- Opening Delimiter -

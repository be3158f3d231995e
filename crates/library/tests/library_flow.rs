use std::fs;
use std::path::Path;
use std::sync::Arc;

use common::Handle;
use library::{
    CacheStore, ColdStart, Dimension, LocalFsProvider, MediaLibrary, MetadataExtractor,
    QueueSource, ScanOptions,
};
use metadata::TagInfo;
use tokio::sync::mpsc;
use tokio_util::sync::CancellationToken;

/// Tags derived from "<artist> - <title>.<ext>" inside a "<genre> <year>"
/// folder.
struct NameTags;

impl MetadataExtractor for NameTags {
    fn extract(&self, file: &Handle) -> Option<TagInfo> {
        let path = file.to_path();
        let stem = path.file_stem()?.to_string_lossy().to_string();
        let (artist, title) = stem.split_once(" - ")?;
        let folder = path.parent()?.file_name()?.to_string_lossy().to_string();
        let (genre, year) = folder.rsplit_once(' ')?;
        Some(TagInfo {
            title: Some(title.to_string()),
            artist: Some(artist.to_string()),
            album: Some(folder.clone()),
            genre: Some(genre.to_string()),
            year: year.parse().ok(),
            duration_ms: Some(180_000),
        })
    }
}

fn write_tree(root: &Path) {
    let layout = [
        ("Bebop 1959", "Miles Davis - So What.mp3"),
        ("Bebop 1959", "John Coltrane - Giant Steps.flac"),
        ("Hip Hop 1994", "Nas - N.Y. State of Mind.m4a"),
        ("Deep House 2001", "Daft Punk - One More Time.ogg"),
    ];
    for (folder, file) in layout {
        let dir = root.join(folder);
        fs::create_dir_all(&dir).unwrap();
        fs::write(dir.join(file), b"audio").unwrap();
    }
    fs::write(root.join("loose track.wav"), b"audio").unwrap();
    fs::write(root.join("notes.txt"), b"ignored").unwrap();
    fs::write(
        root.join("Favorites.m3u"),
        "#EXTM3U\n#EXTINF:-1,So What\n/elsewhere/so-what.mp3\n",
    )
    .unwrap();
}

fn open(store_path: &Path) -> MediaLibrary {
    MediaLibrary::new(
        Arc::new(LocalFsProvider::new()),
        Arc::new(NameTags),
        CacheStore::open(store_path).unwrap(),
        ScanOptions {
            batch_size: 2,
            workers: 2,
            ..ScanOptions::default()
        },
    )
}

#[tokio::test]
async fn scan_persist_restore_and_browse() {
    let dir = tempfile::tempdir().unwrap();
    let music = dir.path().join("music");
    write_tree(&music);
    let root = Handle::from_path(&music);
    let store_path = dir.path().join("state").join("media_cache.redb");
    let cancel = CancellationToken::new();

    let library = open(&store_path);
    let (tx, mut rx) = mpsc::unbounded_channel();
    let outcome = library
        .restore_or_scan(&root, 20, Some(&tx), &cancel)
        .await
        .unwrap();
    drop(tx);

    let stats = match outcome {
        ColdStart::Scanned(stats) => stats,
        other => panic!("expected a fresh scan, got {:?}", other),
    };
    assert_eq!(stats.files_found, 5);
    assert_eq!(stats.folders_visited, 4);
    let mut last = None;
    while let Some(update) = rx.recv().await {
        last = Some(update.files_found);
    }
    assert_eq!(last, Some(5));

    assert_eq!(
        library.labels(Dimension::Genre),
        vec!["Electronic", "Hip-Hop", "Jazz", "Other"]
    );
    assert_eq!(
        library.labels(Dimension::Decade).first().map(String::as_str),
        Some("1950s")
    );
    let jazz: Vec<_> = library
        .songs_for(Dimension::Genre, "Jazz")
        .into_iter()
        .map(|song| song.title)
        .collect();
    assert_eq!(jazz, vec!["Giant Steps", "So What"]);
    assert_eq!(library.search("nas").len(), 1);
    assert_eq!(library.discovered_playlists().len(), 1);
    let before = library.cached_files();
    drop(library);

    let restored = open(&store_path);
    let outcome = restored
        .restore_or_scan(&root, 20, None, &cancel)
        .await
        .unwrap();
    assert_eq!(
        outcome,
        ColdStart::Restored {
            files: 5,
            playlists: 1
        }
    );
    assert_eq!(restored.cached_files(), before);
    assert!(!restored.has_indexes());
    assert_eq!(restored.songs_for(Dimension::Artist, "Nas").len(), 1);
    assert!(restored.has_indexes());

    let favorites = restored
        .build_queue(
            &QueueSource::Playlist(restored.discovered_playlists()[0].uri.clone()),
            false,
        )
        .unwrap();
    assert_eq!(favorites.name(), "Favorites");
    assert_eq!(favorites.current().map(|s| s.title.as_str()), Some("So What"));
}

#[tokio::test]
async fn playlist_round_trip_through_the_library() {
    let dir = tempfile::tempdir().unwrap();
    let music = dir.path().join("music");
    write_tree(&music);
    let root = Handle::from_path(&music);
    let library = open(&dir.path().join("cache.redb"));
    library
        .scan(&root, 20, None, &CancellationToken::new())
        .await;

    let picks = library.songs_for(Dimension::Genre, "Jazz");
    let created = library.create_playlist(None, &picks).unwrap();
    assert!(created.display_name.starts_with("playlist_"));

    let read = library.read_playlist(&created.uri).unwrap();
    let uris: Vec<_> = read.iter().map(|song| song.uri.clone()).collect();
    let expected: Vec<_> = picks.iter().map(|song| song.uri.clone()).collect();
    assert_eq!(uris, expected);

    let extra = library.songs_for(Dimension::Artist, "Nas");
    library.append_to_playlist(&created.uri, &extra).unwrap();
    assert_eq!(library.read_playlist(&created.uri).unwrap().len(), 3);

    library.delete_playlist(&created.uri).unwrap();
    assert!(!library
        .discovered_playlists()
        .iter()
        .any(|playlist| playlist.uri == created.uri));
    assert_eq!(library.cached_files().len(), 5);
}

- Closing Delimiter -

▶ TASK BRIEF
Show all lines in the entries above where the string "audio" appears.

▶ ANSWER TO THE PROBLEM
        fs::write(dir.join(file), b"audio").unwrap();
    fs::write(root.join("loose track.wav"), b"audio").unwrap();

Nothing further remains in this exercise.